Myśli Pan, że posługiwanie się obcymi słowami podnosi wartość Pana wypowiedzi?
Wręcz przeciwnie, uważam, ze ktoś kto chce byc komunikatywny i jest Polakiem powinien stosować piękną polską mowę.
Niestety sztywne narzucenie jakichkolwiek obowiązków nie poprawi niczego ( np. toatet w domu, czy minimalnej pracy ) - i Pan tego nie rozumie.
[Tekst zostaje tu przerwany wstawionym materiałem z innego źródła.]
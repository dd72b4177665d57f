//! Keys and values of the `"projects"` cache region.

use core_cache::CacheRegion;
use database::{Page, PageRequest};
use std::sync::Arc;

use crate::error::{ProjectError, ProjectResult};
use crate::models::Project;

pub const PROJECTS_REGION: &str = "projects";

pub type ProjectCache = Arc<dyn CacheRegion<ProjectCacheKey, ProjectCacheEntry>>;

#[derive(Debug, Clone, Copy, PartialEq, Eq, Hash)]
pub enum ProjectCacheKey {
    Page(PageRequest),
    Project(i64),
}

#[derive(Debug, Clone)]
pub enum ProjectCacheEntry {
    Page(Page<Project>),
    /// `None` records a lookup that found nothing
    Project(Option<Project>),
}

impl ProjectCacheEntry {
    pub fn into_page(self) -> ProjectResult<Page<Project>> {
        match self {
            Self::Page(page) => Ok(page),
            Self::Project(_) => Err(ProjectError::Internal(
                "project cache returned a project for a page key".to_string(),
            )),
        }
    }

    pub fn into_project(self) -> ProjectResult<Option<Project>> {
        match self {
            Self::Project(project) => Ok(project),
            Self::Page(_) => Err(ProjectError::Internal(
                "project cache returned a page for a project key".to_string(),
            )),
        }
    }
}
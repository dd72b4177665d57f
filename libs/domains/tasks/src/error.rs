use domain_projects::ProjectError;
use thiserror::Error;

#[derive(Debug, Error)]
pub enum TaskError {
    #[error("Database error: {0}")]
    Database(#[from] sea_orm::DbErr),

    /// The parent-project lookup failed
    #[error(transparent)]
    Project(#[from] ProjectError),

    #[error("Internal error: {0}")]
    Internal(String),
}

pub type TaskResult<T> = Result<T, TaskError>;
Znam wielu pracodawców w Polsce( Polakó), którzy są bardzo bogaci i zapewniają swoim pracownikom bardzo wysokie zarobki, fundują wyjazdy dla pracowników do Chin , USA itd. Nie dlatego, że jakieś sztywne prawa im to nakazują - ale dlatego, że obsługują takie dziedziny gospodarki, gdzie jest bardzo duży dochód. I jeśli inni tego nie robią - o niedlatego, że są źli , tylko dletego, że nie mają z czego. Narzucanie obowiązków będzie poszerzać "szarą strefę "( proszę sobie przeanalizować ostanią historię Polski ). I niech mi Pan wierzy pozostaną puste prawa ... i szara rzeczywistość.
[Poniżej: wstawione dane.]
//! Projects Domain
//!
//! Project lifecycle, paginated listing and the existence check Tasks rely on.
//!
//! # Architecture
//!
//! ```text
//! ┌─────────────┐
//! │   Service   │  ← read-through cache, region eviction on writes, cascade
//! └──────┬──────┘
//!        │
//! ┌──────▼──────┐
//! │ Repository  │  ← Data access (trait + in-memory / PostgreSQL)
//! └──────┬──────┘
//!        │
//! ┌──────▼──────┐
//! │   Models    │  ← Entity, inputs, mapper
//! └─────────────┘
//! ```
//!
//! # Usage
//!
//! ```rust,no_run
//! use std::sync::Arc;
//! use core_cache::CacheManager;
//! use database::PageRequest;
//! use domain_projects::{CreateProject, InMemoryProjectRepository, PROJECTS_REGION, ProjectService};
//!
//! # async fn example() -> domain_projects::ProjectResult<()> {
//! let caches = CacheManager::default();
//! // Nothing is stored under projects here; `domain_tasks::build_services`
//! // wires the task cascade in through `ProjectService::new`.
//! let service = ProjectService::without_dependents(
//!     Arc::new(InMemoryProjectRepository::new()),
//!     caches.region(PROJECTS_REGION),
//! );
//!
//! let project = service.create_project(CreateProject { name: "Alpha".into() }).await?;
//! let page = service.list_projects(PageRequest::default()).await?;
//! # Ok(())
//! # }
//! ```

pub mod cache;
pub mod entity;
pub mod error;
pub mod mapper;
pub mod models;
pub mod postgres;
pub mod repository;
pub mod service;

pub use cache::{PROJECTS_REGION, ProjectCache, ProjectCacheEntry, ProjectCacheKey};
pub use error::{ProjectError, ProjectResult};
pub use models::{CreateProject, Project, UpdateProject};
pub use postgres::PgProjectRepository;
pub use repository::{InMemoryProjectRepository, ProjectRepository};
pub use service::{ProjectDependents, ProjectService};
nie wiem czy Pan rozumie że z samego przepisu nie będzie WC i bieżącej wody - wręcz przeciwnie : nie będzie sie Pan mógł wprowadzić do domu , który wybuduje Pan z własnych środków, dopóki nie wybuduje WC i doprowadzi ciepłej wody ( do tej pory można było ) ...więc młodzi do starości będą mieszkac "kątem " u rodziców... bo przepisy unijne lepiej wiedzą co im do życia jest niezbędne. I podnisą im standard życia...ha,ha,ha - na papierze. Ciekawe, czy określą też obowiązek posiadania sypialni i łóżka o rozmaiarach 2x2 ???
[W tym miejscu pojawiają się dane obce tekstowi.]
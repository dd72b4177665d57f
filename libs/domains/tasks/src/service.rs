use core_cache::{evict_region, read_through};
use database::{Page, PageRequest};
use domain_projects::{ProjectRepository, ProjectService};
use std::sync::Arc;
use tracing::{debug, instrument};

use crate::cache::{TaskCache, TaskCacheEntry, TaskCacheKey};
use crate::cascade::TaskCascade;
use crate::error::{TaskError, TaskResult};
use crate::mapper;
use crate::models::{CreateTask, Task, UpdateTask};
use crate::repository::TaskRepository;

/// Service layer for Task business logic
///
/// Writes that need a parent project (`create_task`, `update_task`) return
/// `None` without touching storage or the cache when the project is missing.
pub struct TaskService<P: ProjectRepository, R: TaskRepository> {
    repository: Arc<R>,
    projects: ProjectService<P>,
    cache: TaskCache,
    cascade: TaskCascade<R>,
}

impl<P: ProjectRepository, R: TaskRepository> Clone for TaskService<P, R> {
    fn clone(&self) -> Self {
        Self {
            repository: Arc::clone(&self.repository),
            projects: self.projects.clone(),
            cache: Arc::clone(&self.cache),
            cascade: self.cascade.clone(),
        }
    }
}

impl<P: ProjectRepository, R: TaskRepository> TaskService<P, R> {
    pub fn new(repository: Arc<R>, projects: ProjectService<P>, cache: TaskCache) -> Self {
        let cascade = TaskCascade::new(Arc::clone(&repository), Arc::clone(&cache));
        Self {
            repository,
            projects,
            cache,
            cascade,
        }
    }

    #[instrument(skip(self), fields(page = page.page(), size = page.size()))]
    pub async fn list_tasks(&self, project_id: i64, page: PageRequest) -> TaskResult<Page<Task>> {
        let key = TaskCacheKey::Page { project_id, page };
        let entry = read_through(self.cache.as_ref(), key, || async move {
            let (content, total) = tokio::try_join!(
                self.repository.find_page(project_id, page),
                self.repository.count(project_id)
            )?;
            Ok::<_, TaskError>(TaskCacheEntry::Page(Page::new(content, page, total)))
        })
        .await?;

        entry.into_page()
    }

    #[instrument(skip(self))]
    pub async fn get_task(&self, project_id: i64, task_id: i64) -> TaskResult<Option<Task>> {
        let key = TaskCacheKey::Task { project_id, task_id };
        let entry = read_through(self.cache.as_ref(), key, || async move {
            let task = self.repository.find_one(project_id, task_id).await?;
            Ok::<_, TaskError>(TaskCacheEntry::Task(task))
        })
        .await?;

        entry.into_task()
    }

    #[instrument(skip(self, input))]
    pub async fn create_task(&self, project_id: i64, input: CreateTask) -> TaskResult<Option<Task>> {
        debug!(project_id, "Creating task");

        if !self.projects.project_exists(project_id).await? {
            debug!(project_id, reason = "parent project missing", "Task not created");
            return Ok(None);
        }

        let task = mapper::to_task(project_id, input);
        let saved = evict_region(self.cache.as_ref(), self.repository.save(task)).await?;
        Ok(Some(saved))
    }

    #[instrument(skip(self, input))]
    pub async fn update_task(
        &self,
        project_id: i64,
        task_id: i64,
        input: UpdateTask,
    ) -> TaskResult<Option<Task>> {
        if !self.projects.project_exists(project_id).await? {
            debug!(project_id, task_id, reason = "parent project missing", "Task not updated");
            return Ok(None);
        }

        let Some(mut task) = self.repository.find_one(project_id, task_id).await? else {
            debug!(project_id, task_id, reason = "task missing", "Task not updated");
            return Ok(None);
        };

        task.description = input.description;
        let saved = evict_region(self.cache.as_ref(), self.repository.save(task)).await?;
        Ok(Some(saved))
    }

    /// `false` when no such task exists under the project
    #[instrument(skip(self))]
    pub async fn delete_task(&self, project_id: i64, task_id: i64) -> TaskResult<bool> {
        evict_region(
            self.cache.as_ref(),
            self.repository.delete_one(project_id, task_id),
        )
        .await
    }

    /// Remove every task of a project; the same path `delete_project` takes
    pub async fn delete_project_tasks(&self, project_id: i64) -> TaskResult<u64> {
        self.cascade.delete_all(project_id).await
    }
}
Od wspułczucia są różne organizacje - powołane właśnie w tym celu (MOPS, CARITAS...itd) i wszyscy powinni wspierać te organizacje, a nawet osobiście pomagać rodzinom najbiedniejszym - z czego część z nich będzie wdzięczna; inna część będzie niezadowolona - bo skąd ciebie człowieku stać na wielkie serce???
Część kupi swoim dzieciom chleb...a częć zakupi alkohol- należałoby więc powołać osobę do sprawdzania wykorzystania tych środków...paranoja!!!